§ **ENTRIES PROVIDED**
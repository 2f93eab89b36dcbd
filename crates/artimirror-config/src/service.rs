//! Live settings store with immutable snapshot swapping.
//!
//! Writers replace the whole snapshot; readers hold an `Arc` to whichever
//! snapshot was current when they looked, so an in-flight operation never
//! observes a half-applied change.

use std::sync::Arc;

use tokio::sync::watch;
use tracing::info;

use crate::error::ConfigResult;
use crate::model::{SeederSettings, SettingsChange, SettingsField};

/// Process-wide holder of the current [`SeederSettings`] snapshot.
#[derive(Clone)]
pub struct SettingsStore {
    sender: Arc<watch::Sender<Arc<SeederSettings>>>,
}

impl SettingsStore {
    /// Create a store seeded with an initial snapshot.
    #[must_use]
    pub fn new(initial: SeederSettings) -> Self {
        let (sender, _) = watch::channel(Arc::new(initial));
        Self {
            sender: Arc::new(sender),
        }
    }

    /// Current snapshot.
    #[must_use]
    pub fn snapshot(&self) -> Arc<SeederSettings> {
        Arc::clone(&self.sender.borrow())
    }

    /// Subscribe to future snapshots.
    #[must_use]
    pub fn subscribe(&self) -> SettingsWatcher {
        let mut receiver = self.sender.subscribe();
        receiver.mark_unchanged();
        SettingsWatcher { receiver }
    }

    /// Replace the snapshot wholesale, bumping the revision past the current one.
    pub fn replace(&self, mut settings: SeederSettings) -> Arc<SeederSettings> {
        let mut published = None;
        self.sender.send_modify(|current| {
            settings.revision = current.revision.wrapping_add(1);
            let next = Arc::new(settings.clone());
            *current = Arc::clone(&next);
            published = Some(next);
        });
        let snapshot = published.unwrap_or_else(|| self.snapshot());
        info!(revision = snapshot.revision, "seeder settings replaced");
        snapshot
    }

    /// Apply a single typed change and publish the successor snapshot.
    pub fn apply(&self, change: &SettingsChange) -> Arc<SeederSettings> {
        let mut published = None;
        self.sender.send_modify(|current| {
            let next = Arc::new(change.apply_to(current));
            *current = Arc::clone(&next);
            published = Some(next);
        });
        let snapshot = published.unwrap_or_else(|| self.snapshot());
        info!(
            field = %change.field(),
            revision = snapshot.revision,
            "seeder setting changed"
        );
        snapshot
    }

    /// Parse and apply a raw `(field, value)` notification.
    ///
    /// # Errors
    ///
    /// Returns an error when the field is unknown or the value is invalid; the
    /// current snapshot is left untouched.
    pub fn apply_raw(&self, field: &str, value: &str) -> ConfigResult<Arc<SeederSettings>> {
        let field = field.parse::<SettingsField>()?;
        let change = SettingsChange::parse(field, value)?;
        Ok(self.apply(&change))
    }
}

impl Default for SettingsStore {
    fn default() -> Self {
        Self::new(SeederSettings::default())
    }
}

/// Receives every snapshot published after subscription.
pub struct SettingsWatcher {
    receiver: watch::Receiver<Arc<SeederSettings>>,
}

impl SettingsWatcher {
    /// Await the next published snapshot; `None` once the store is dropped.
    pub async fn next(&mut self) -> Option<Arc<SeederSettings>> {
        self.receiver.changed().await.ok()?;
        Some(Arc::clone(&self.receiver.borrow_and_update()))
    }

    /// Latest snapshot without waiting.
    #[must_use]
    pub fn current(&self) -> Arc<SeederSettings> {
        Arc::clone(&self.receiver.borrow())
    }
}

#[cfg(test)]
mod tests {
    use super::*;
    use crate::error::ConfigError;
    use std::time::Duration;
    use tokio::time::timeout;

    #[tokio::test]
    async fn watcher_observes_applied_change() -> anyhow::Result<()> {
        let store = SettingsStore::default();
        let mut watcher = store.subscribe();

        let held = store.snapshot();
        store.apply(&SettingsChange::SeederEnabled(true));

        let next = timeout(Duration::from_secs(1), watcher.next())
            .await?
            .ok_or_else(|| anyhow::anyhow!("store dropped"))?;
        assert!(next.seeder_enabled);
        assert_eq!(next.revision, 1);
        assert!(!held.seeder_enabled, "held snapshot must not change");
        Ok(())
    }

    #[test]
    fn apply_raw_rejects_unknown_fields_without_publishing() {
        let store = SettingsStore::default();
        let result = store.apply_raw("colour", "blue");
        assert!(matches!(result, Err(ConfigError::UnknownField { .. })));
        assert_eq!(store.snapshot().revision, 0);
    }

    #[test]
    fn replace_bumps_revision() {
        let store = SettingsStore::default();
        store.apply(&SettingsChange::FileSizeThresholdMb(4));
        let replaced = store.replace(SeederSettings {
            seeder_enabled: true,
            ..SeederSettings::default()
        });
        assert_eq!(replaced.revision, 2);
        assert_eq!(store.snapshot().file_size_threshold_mb, None);
    }
}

§ **BRIEF**
Take each line above that contains "when" and copy it out.

§ **RESPONSE BOX**
//! snapshot was current when they looked, so an in-flight operation never
    /// Returns an error when the field is unknown or the value is invalid; the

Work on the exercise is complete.